Commençons par dire que, comme pour l’étude du christianisme ou celle du judaïsme, l’affirmation par une école d’historiens parmi d’autres d’être en droit de définir ce qu’est l’islam est un double tour de passe-passe. En premier lieu, parce qu’une multitude d’écoles historiographiques modernes coexistent et que le courant que forment Guillaume Dye et Mohamed Amir-Moezzi est une exception hypercritique dans le champ historique, inextricablement liée aux développements des études francophones de l’Islam. Il semble qu’une sorte de retard y perdure, tant en amplitude des sources étudiées que s’agissant de l’avancement de la réflexion théorique ou épistémologique. Patricia Crone et Michael Cook, l’un et l’autre têtes de file de l’école hypercritique – et qui avaient défendu le refus d’inclure les sources musulmanes dans l’étude des premiers temps de l’Islam –, ont depuis longtemps admis que leur geste épistémologique avait été trop radical et que la réalité historique incitait à plus de concessions à l’égard des données traditionnelles[1]. En second lieu, l’école hypercritique française contemporaine fait volontairement abstraction des travaux d’éminents chercheurs sur le même objet d’étude – comme Montgomery Watt au Royaume-Uni, Angelika Neuwirth en Allemagne ou François Déroche en France –, ce qui lui permet en retour de s’arroger la position de vulgarisateur voire, puisque le contexte politique s’y prête, de paravent de la science face à l’obscurantisme traditionnaliste. Cette dernière posture offre ainsi au geste savant une autojustification morale et dispense l’historien de la nécessaire confrontation avec ses pairs.

Genèse d’un texte sacré

S’agissant de la question de la rédaction et de la compilation du Coran, le spécialiste français est François Déroche[2]. Son étude, sérieuse et précise, est appuyée sur l’ensemble des connaissances disponibles – tout en étant régulièrement présentée au public par-delà le champ universitaire[3]. François Déroche opère ainsi un retour sur le conflit historique autour de la codification du texte sacré. Abu Bakr, Othman – deux parmi les quatre califes bien guidés – et Abd el-Malik – cinquième calife omeyyade – ont tous mis en place des politiques d’unification du Coran – ce qui suppose mécaniquement que des choix ont été opérés, réalité historique tout à fait admise par la tradition en son versant le plus orthodoxe.

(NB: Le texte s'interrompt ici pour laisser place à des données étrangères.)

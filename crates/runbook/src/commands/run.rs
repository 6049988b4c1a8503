//! Run command - execute the tasks of a manifest.

use std::path::PathBuf;
use std::sync::Arc;

use anyhow::{Result, bail};
use clap::Args;
use console::style;
use serde::Serialize;
use tokio::sync::broadcast::error::RecvError;

use runbook_engine::{Engine, EventBus, Subscription};
use runbook_types::{TaskEvent, TaskId, TaskStatus};

use super::{Context, status_style};
use crate::manifest::Manifest;

/// Arguments for the run command.
#[derive(Args, Debug)]
pub struct RunArgs {
    /// Manifest describing keys, inventories, environments and tasks
    pub manifest: PathBuf,

    /// Do not print task output, only the summary
    #[arg(short, long)]
    pub quiet: bool,
}

#[derive(Debug, Serialize)]
struct TaskSummary {
    id: TaskId,
    template_id: i64,
    playbook: String,
    status: TaskStatus,
    outcome: Option<String>,
    lines: usize,
}

/// Run the run command.
pub async fn run(args: RunArgs, ctx: &Context) -> Result<()> {
    let manifest = Manifest::load(&args.manifest)?;
    let store = Arc::new(ctx.open_store());
    manifest.seed(&store)?;

    let bus = Arc::new(EventBus::default());
    let engine = Engine::start(ctx.engine_config(), store, bus.clone())?;

    // Status changes go to the log; lines and the summary go to stdout.
    let mut events = bus.subscribe();
    let log_events = tokio::spawn(async move {
        loop {
            match events.recv().await {
                Ok(TaskEvent::StatusChanged { task_id, status, .. }) => {
                    tracing::info!(task_id = %task_id, status = %status.as_str(), "Task status changed");
                }
                Ok(_) | Err(RecvError::Lagged(_)) => continue,
                Err(RecvError::Closed) => break,
            }
        }
    });

    // Each listener exists before its task can start, so what it receives
    // is a prefix of the stored output.
    let mut runs: Vec<(TaskId, Subscription)> = Vec::with_capacity(manifest.tasks.len());
    for spec in manifest.tasks.iter().cloned() {
        runs.push(engine.submit_with_output(spec)?);
    }

    let live = !ctx.json_output && !args.quiet;
    let ctrl_c = tokio::signal::ctrl_c();
    tokio::pin!(ctrl_c);
    let mut interrupted = false;
    let mut summaries = Vec::with_capacity(runs.len());

    for (id, mut subscription) in runs {
        let task = engine.get_task(id)?;
        if live {
            println!(
                "{} {} {}",
                style("▶").cyan().bold(),
                style(id.short()).bold(),
                style(display_playbook(&task.spec.playbook)).dim()
            );
        }

        let mut printed = 0usize;
        loop {
            tokio::select! {
                line = subscription.recv() => match line {
                    Some(line) => {
                        if live {
                            println!("  {}", line.text);
                        }
                        printed += 1;
                    }
                    None => break,
                },
                _ = &mut ctrl_c, if !interrupted => {
                    interrupted = true;
                    eprintln!("{}", style("Interrupted, stopping tasks...").yellow());
                    engine.shutdown().await;
                }
            }
        }

        let status = engine.wait_for_completion(id).await?;

        // A slow listener is dropped early; the store has the rest.
        let output = engine.get_output(id)?;
        if live {
            for line in output.iter().skip(printed) {
                println!("  {}", line.text);
            }
        }

        let task = engine.get_task(id)?;
        if live {
            let detail = task
                .outcome
                .map(|o| format!(" ({o})"))
                .unwrap_or_default();
            println!(
                "{} {}{}\n",
                status_style(status).apply_to(status.as_str()),
                style(id.short()).bold(),
                style(detail).dim()
            );
        }
        summaries.push(TaskSummary {
            id,
            template_id: task.template_id,
            playbook: task.spec.playbook.clone(),
            status,
            outcome: task.outcome.map(|o| o.to_string()),
            lines: output.len(),
        });
    }

    engine.shutdown().await;
    drop(engine);
    log_events.abort();

    let failed = summaries
        .iter()
        .filter(|s| s.status != TaskStatus::Success)
        .count();

    if ctx.json_output {
        println!("{}", serde_json::to_string_pretty(&summaries)?);
    } else {
        print_summary(&summaries);
    }

    if failed > 0 {
        bail!("{failed} of {} tasks did not succeed", summaries.len());
    }
    Ok(())
}

fn display_playbook(playbook: &str) -> &str {
    if playbook.is_empty() { "(no playbook)" } else { playbook }
}

fn print_summary(summaries: &[TaskSummary]) {
    println!("{}", style("Summary").bold());
    println!("{}", style("─".repeat(40)).dim());
    for s in summaries {
        println!(
            "  {:<8} {:<10} {}",
            s.id.short(),
            status_style(s.status).apply_to(s.status.as_str()),
            display_playbook(&s.playbook)
        );
    }
}
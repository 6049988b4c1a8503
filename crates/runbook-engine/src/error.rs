use std::path::PathBuf;

use runbook_types::{ExitOutcome, RecordId, TaskId, TaskStatus};
use thiserror::Error;

/// Errors raised by a record store.
#[derive(Debug, Error)]
pub enum StoreError {
    #[error("{kind} not found: {id}")]
    NotFound { kind: &'static str, id: String },

    #[error("Invalid status transition for task {task_id}: {from} -> {to}")]
    InvalidTransition {
        task_id: TaskId,
        from: TaskStatus,
        to: TaskStatus,
    },

    #[error("Task {0} has not finished")]
    TaskActive(TaskId),

    #[error("IO error: {0}")]
    Io(#[from] std::io::Error),

    #[error("Serialization error: {0}")]
    Serde(#[from] serde_json::Error),
}

impl StoreError {
    pub(crate) fn not_found(kind: &'static str, id: impl ToString) -> Self {
        Self::NotFound {
            kind,
            id: id.to_string(),
        }
    }
}

pub type StoreResult<T> = std::result::Result<T, StoreError>;

/// Errors raised while preparing or running a task.
#[derive(Debug, Error)]
pub enum EngineError {
    #[error("IO error at {}: {source}", path.display())]
    Io {
        path: PathBuf,
        #[source]
        source: std::io::Error,
    },

    #[error("Invalid inventory {id}: {reason}")]
    InvalidInventory { id: RecordId, reason: String },

    #[error("Failed to start '{command}': {source}")]
    ProcessStart {
        command: String,
        #[source]
        source: std::io::Error,
    },

    #[error("Process {outcome}")]
    ProcessExecution { outcome: ExitOutcome },

    #[error("Process was stopped")]
    Killed,

    #[error("Record store error: {0}")]
    Store(#[from] StoreError),

    #[error("Invalid engine configuration: {0}")]
    Config(String),

    #[error("Engine has shut down")]
    ShutDown,
}

impl EngineError {
    pub(crate) fn io(path: impl Into<PathBuf>, source: std::io::Error) -> Self {
        Self::Io {
            path: path.into(),
            source,
        }
    }
}

pub type Result<T> = std::result::Result<T, EngineError>;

Par-delà la multiplicité des sources et les choix de codex retenus, l’histoire de la canonisation du Coran est consubstantielle du drame fondateur de l’histoire politique de l’Islam – soit la fitna dont les traces perdurent jusqu’à l’époque contemporaine. Le calife omeyyade Abd el-Malik – qui initia l’une des dernières grandes réformes du manuscrit[4] – n’est guère à l’origine de la fitna ; à l’inverse, il en propose une voie de résolution par la stabilisation du texte sacré. Selon ce Moezzi, Abd el-Malik aurait néanmoins transféré sa propre refonte du Coran sur Othman. Cette thèse est fantaisiste tant s’agissant d’historiographie – sitôt que l’on dépasse le champ hypercritique – que d’histoire sociale et politique. Le califat d’Othman étant à l’origine de la dynastie omeyyade, on voit mal pourquoi son lointain successeur aurait ainsi participé à délégitimer le pouvoir dont il était l’héritier – à l’heure de contestations politiques-religieuses multiples et internes à la jeune communauté musulmane. Pourquoi Abd el-Malik aurait dit de son parent – déjà lourdement critiqué par une variété de mouvements musulmans dans le contexte qui suit la fitna – qu’il avait envoyé ses soldats de force auprès d’Abdellah ibn Mas’ud pour brûler la propre compilation effectuée par ce dernier du Coran ? Pourquoi Abd el-Malik aurait-il inventé face à ses contemporains l’intervention de Othman, qui fut parmi les causes de la fitna et de l’assassinat de celui qui est le fondateur réel de la dynastie omeyyade ? À l’inverse, tout indique l’intérêt d’Abd el-Malik d’assoir la légitimité – et la sienne simultanément – d’Othman en passant sous silence les choix opérés par ce dernier quant à la compilation du Coran. Il en témoigne également son revers, c’est-à-dire le potentiel critique – passé et présent – de la mémoire du conflit sociopolitique à l’heure du califat d’Othman, par exemple à travers la geste du singulier compagnon du Prophète Abu Dharr al Ghifari, extrêmement opposé à l’enrichissement des élites du premier Empire musulman et exilé par la force à Al-Rabathah, qui survit dans les récits malgré la contradiction qu’il représente à l’égard du pouvoir califal.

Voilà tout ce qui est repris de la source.